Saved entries
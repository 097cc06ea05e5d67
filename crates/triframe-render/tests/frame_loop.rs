// SPDX-License-Identifier: CEPL-1.0
use std::time::Duration;

use triframe_render::backend::{ImageState, PresentFlags};
use triframe_render::headless::{window_handle, Headless, SimConfig, SimEvent, SimGpu, SimInstance};
use triframe_render::{
    FrameLoop, FrameOutcome, FrameState, RenderError, RenderOptions, RenderSize, Renderer,
    FRAME_COUNT,
};

fn options() -> RenderOptions {
    RenderOptions {
        diagnostics: true,
        ..RenderOptions::default()
    }
}

fn start(config: SimConfig, options: RenderOptions) -> (SimInstance, SimGpu, FrameLoop<Headless>) {
    let instance = SimInstance::new(config);
    let gpu = instance.gpu();
    let frame_loop =
        FrameLoop::<Headless>::new(&instance, window_handle(), RenderSize::new(1280, 720), options)
            .unwrap();
    (instance, gpu, frame_loop)
}

fn present(frame_loop: &mut FrameLoop<Headless>) -> (usize, u64) {
    match frame_loop.render_frame().unwrap() {
        FrameOutcome::Presented { slot, fence_value } => (slot, fence_value),
        other => panic!("expected a presented frame, got {other:?}"),
    }
}

fn view_ids(frame_loop: &FrameLoop<Headless>) -> Vec<u64> {
    frame_loop
        .swap_chain()
        .descriptor_table()
        .views()
        .into_iter()
        .map(|v| v.expect("live view").image)
        .collect()
}

#[test]
fn initializes_three_buffers_at_requested_size() {
    let (_instance, gpu, frame_loop) = start(SimConfig::default(), options());

    assert_eq!(frame_loop.state(), FrameState::Idle);
    assert!(frame_loop.current_slot() < FRAME_COUNT);
    assert_eq!(frame_loop.size(), RenderSize::new(1280, 720));
    assert!(frame_loop.tearing_supported());
    assert!(!frame_loop.adapter().software);
    assert_eq!(frame_loop.slots().len(), FRAME_COUNT);

    let views = frame_loop.swap_chain().descriptor_table().views();
    assert_eq!(views.len(), FRAME_COUNT);
    for view in views {
        let view = view.expect("every buffer has a view");
        assert_eq!((view.width, view.height), (1280, 720));
    }
    assert!(gpu.violations().is_empty());
}

#[test]
fn tearing_follows_the_platform_probe() {
    let config = SimConfig {
        tearing: false,
        ..SimConfig::default()
    };
    let (_instance, _gpu, frame_loop) = start(config, options());
    assert!(!frame_loop.tearing_supported());
}

#[test]
fn warp_option_selects_software_adapter() {
    let opts = RenderOptions {
        prefer_software: true,
        ..options()
    };
    let (_instance, _gpu, frame_loop) = start(SimConfig::default(), opts);
    assert!(frame_loop.adapter().software);
}

#[test]
fn frames_cycle_slots_without_violations() {
    let (_instance, gpu, mut frame_loop) = start(SimConfig::default(), options());

    let mut last = 0;
    for frame in 0..12 {
        let (slot, value) = present(&mut frame_loop);
        assert_eq!(slot, frame % FRAME_COUNT);
        assert!(value > last);
        last = value;
        assert_eq!(frame_loop.slots().fence_value(slot).unwrap(), value);
        assert_eq!(frame_loop.state(), FrameState::Idle);
    }
    assert!(gpu.violations().is_empty(), "{:?}", gpu.violations());
}

#[test]
fn at_most_three_frames_are_in_flight() {
    let config = SimConfig {
        gpu_lag: usize::MAX,
        ..SimConfig::default()
    };
    let (_instance, gpu, mut frame_loop) = start(config, options());

    for _ in 0..20 {
        present(&mut frame_loop);
        assert!(gpu.outstanding() <= FRAME_COUNT);
    }
    assert!(gpu
        .events()
        .iter()
        .any(|e| matches!(e, SimEvent::WaitArmed(_))));
    assert!(gpu.violations().is_empty(), "{:?}", gpu.violations());
}

#[test]
fn cleared_image_is_back_in_present_state() {
    let color = [0.1, 0.2, 0.3, 1.0];
    let opts = RenderOptions {
        clear_color: color,
        ..options()
    };
    let (_instance, _gpu, mut frame_loop) = start(SimConfig::default(), opts);

    let (slot, _) = present(&mut frame_loop);
    let image = frame_loop.slots().back_buffer(slot).unwrap();
    assert_eq!(image.clear_color(), Some(color));
    assert_eq!(image.state(), ImageState::Present);

    let next = [1.0, 0.0, 0.0, 1.0];
    frame_loop.set_clear_color(next);
    let (slot, _) = present(&mut frame_loop);
    assert_eq!(
        frame_loop.slots().back_buffer(slot).unwrap().clear_color(),
        Some(next)
    );
}

#[test]
fn resize_drains_gpu_before_releasing_buffers() {
    let (_instance, gpu, mut frame_loop) = start(SimConfig::default(), options());
    let mut newest = 0;
    for _ in 0..5 {
        newest = present(&mut frame_loop).1;
    }
    let old_ids = view_ids(&frame_loop);

    gpu.clear_events();
    frame_loop.resize(RenderSize::new(1920, 1080)).unwrap();
    let events = gpu.events();

    let idle = frame_loop.fence().last_signaled();
    let drained = events
        .iter()
        .position(|e| *e == SimEvent::Retired(idle))
        .expect("idle value retired");
    let first_release = events
        .iter()
        .position(|e| matches!(e, SimEvent::ImageReleased { .. }))
        .expect("buffers released");
    assert!(drained < first_release);
    assert_eq!(
        events
            .iter()
            .filter(|e| matches!(e, SimEvent::ImageReleased { .. }))
            .count(),
        FRAME_COUNT
    );

    let views = frame_loop.swap_chain().descriptor_table().views();
    for view in &views {
        let view = view.expect("view recreated");
        assert_eq!((view.width, view.height), (1920, 1080));
        assert!(!old_ids.contains(&view.image));
    }
    assert!((0..FRAME_COUNT).all(|i| frame_loop.slots().fence_value(i).unwrap() == newest));
    assert_eq!(frame_loop.size(), RenderSize::new(1920, 1080));
    assert!(frame_loop.current_slot() < FRAME_COUNT);

    present(&mut frame_loop);
    assert!(gpu.violations().is_empty(), "{:?}", gpu.violations());
}

#[test]
fn same_size_resize_still_recreates_buffers() {
    let (_instance, gpu, mut frame_loop) = start(SimConfig::default(), options());
    present(&mut frame_loop);
    gpu.clear_events();

    frame_loop.resize(RenderSize::new(1280, 720)).unwrap();
    assert!(gpu.events().contains(&SimEvent::BuffersResized {
        width: 1280,
        height: 720
    }));
}

#[test]
fn zero_area_resize_is_ignored() {
    let (_instance, gpu, mut frame_loop) = start(SimConfig::default(), options());
    gpu.clear_events();

    frame_loop.resize(RenderSize::new(0, 720)).unwrap();
    frame_loop.resize(RenderSize::new(1280, 0)).unwrap();
    assert!(gpu.events().is_empty());
    assert_eq!(frame_loop.size(), RenderSize::new(1280, 720));
}

#[test]
fn vsync_toggle_applies_to_next_present() {
    let (_instance, gpu, mut frame_loop) = start(SimConfig::default(), options());
    present(&mut frame_loop);

    gpu.clear_events();
    assert!(!frame_loop.toggle_vsync());
    assert!(gpu.events().is_empty());

    present(&mut frame_loop);
    let presented: Vec<_> = gpu
        .events()
        .into_iter()
        .filter_map(|e| match e {
            SimEvent::Presented {
                sync_interval,
                flags,
                ..
            } => Some((sync_interval, flags)),
            _ => None,
        })
        .collect();
    assert_eq!(presented, vec![(0, PresentFlags::ALLOW_TEARING)]);

    assert!(frame_loop.toggle_vsync());
    gpu.clear_events();
    present(&mut frame_loop);
    assert!(gpu.events().iter().any(|e| matches!(
        e,
        SimEvent::Presented { sync_interval: 1, flags, .. } if flags.is_empty()
    )));
}

#[test]
fn vsync_off_without_tearing_support_presents_plainly() {
    let config = SimConfig {
        tearing: false,
        ..SimConfig::default()
    };
    let opts = RenderOptions {
        vsync: false,
        ..options()
    };
    let (_instance, gpu, mut frame_loop) = start(config, opts);
    present(&mut frame_loop);
    assert!(gpu.events().iter().any(|e| matches!(
        e,
        SimEvent::Presented { sync_interval: 0, flags, .. } if flags.is_empty()
    )));
}

#[test]
fn present_failure_is_reported() {
    let config = SimConfig {
        fail_present: true,
        ..SimConfig::default()
    };
    let (_instance, _gpu, mut frame_loop) = start(config, options());
    let err = frame_loop.render_frame().unwrap_err();
    assert!(matches!(err, RenderError::PresentFailed(_)));
    assert!(err.is_fatal());
}

#[test]
fn slow_gpu_skips_frame_after_timeout() {
    let config = SimConfig {
        gpu_lag: usize::MAX,
        ..SimConfig::default()
    };
    let opts = RenderOptions {
        frame_timeout: Some(Duration::from_millis(1)),
        ..options()
    };
    let (_instance, gpu, mut frame_loop) = start(config, opts);
    for _ in 0..FRAME_COUNT {
        present(&mut frame_loop);
    }

    gpu.set_slow(true);
    assert_eq!(
        frame_loop.render_frame().unwrap(),
        FrameOutcome::Skipped { slot: 0 }
    );
    assert_eq!(frame_loop.state(), FrameState::Idle);

    gpu.set_slow(false);
    let (slot, _) = present(&mut frame_loop);
    assert_eq!(slot, 0);
    assert!(gpu.violations().is_empty(), "{:?}", gpu.violations());
}

#[test]
fn renderer_reports_skipped_frames_as_not_presented() {
    let config = SimConfig {
        gpu_lag: usize::MAX,
        ..SimConfig::default()
    };
    let opts = RenderOptions {
        frame_timeout: Some(Duration::from_millis(1)),
        ..options()
    };
    let (_instance, gpu, mut frame_loop) = start(config, opts);
    let renderer: &mut dyn Renderer = &mut frame_loop;
    for _ in 0..FRAME_COUNT {
        assert!(matches!(renderer.render().unwrap(), FrameOutcome::Presented { .. }));
    }

    gpu.set_slow(true);
    assert!(matches!(renderer.render().unwrap(), FrameOutcome::Skipped { .. }));
    gpu.set_slow(false);
    renderer.shutdown().unwrap();
    assert_eq!(renderer.render().unwrap(), FrameOutcome::Halted);
}

#[test]
fn shutdown_drains_and_halts() {
    let config = SimConfig {
        gpu_lag: usize::MAX,
        ..SimConfig::default()
    };
    let (_instance, gpu, mut frame_loop) = start(config, options());
    for _ in 0..4 {
        present(&mut frame_loop);
    }
    assert!(gpu.outstanding() > 0);

    frame_loop.shutdown().unwrap();
    assert_eq!(gpu.outstanding(), 0);
    assert_eq!(frame_loop.state(), FrameState::ShutDown);
    assert_eq!(frame_loop.render_frame().unwrap(), FrameOutcome::Halted);

    frame_loop.shutdown().unwrap();
    frame_loop.resize(RenderSize::new(640, 480)).unwrap();
    assert_eq!(frame_loop.size(), RenderSize::new(1280, 720));
}

#[test]
fn dropping_the_loop_waits_for_idle() {
    let config = SimConfig {
        gpu_lag: usize::MAX,
        ..SimConfig::default()
    };
    let (_instance, gpu, mut frame_loop) = start(config, options());
    for _ in 0..2 {
        present(&mut frame_loop);
    }
    drop(frame_loop);
    assert_eq!(gpu.outstanding(), 0);
}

> **GOAL OF THE EXERCISE**: Search the records above for "ImageReleased" and copy every line that has it.

> **SOLUTION TO THIS PROBLEM**:
        .position(|e| matches!(e, SimEvent::ImageReleased { .. }))
            .filter(|e| matches!(e, SimEvent::ImageReleased { .. }))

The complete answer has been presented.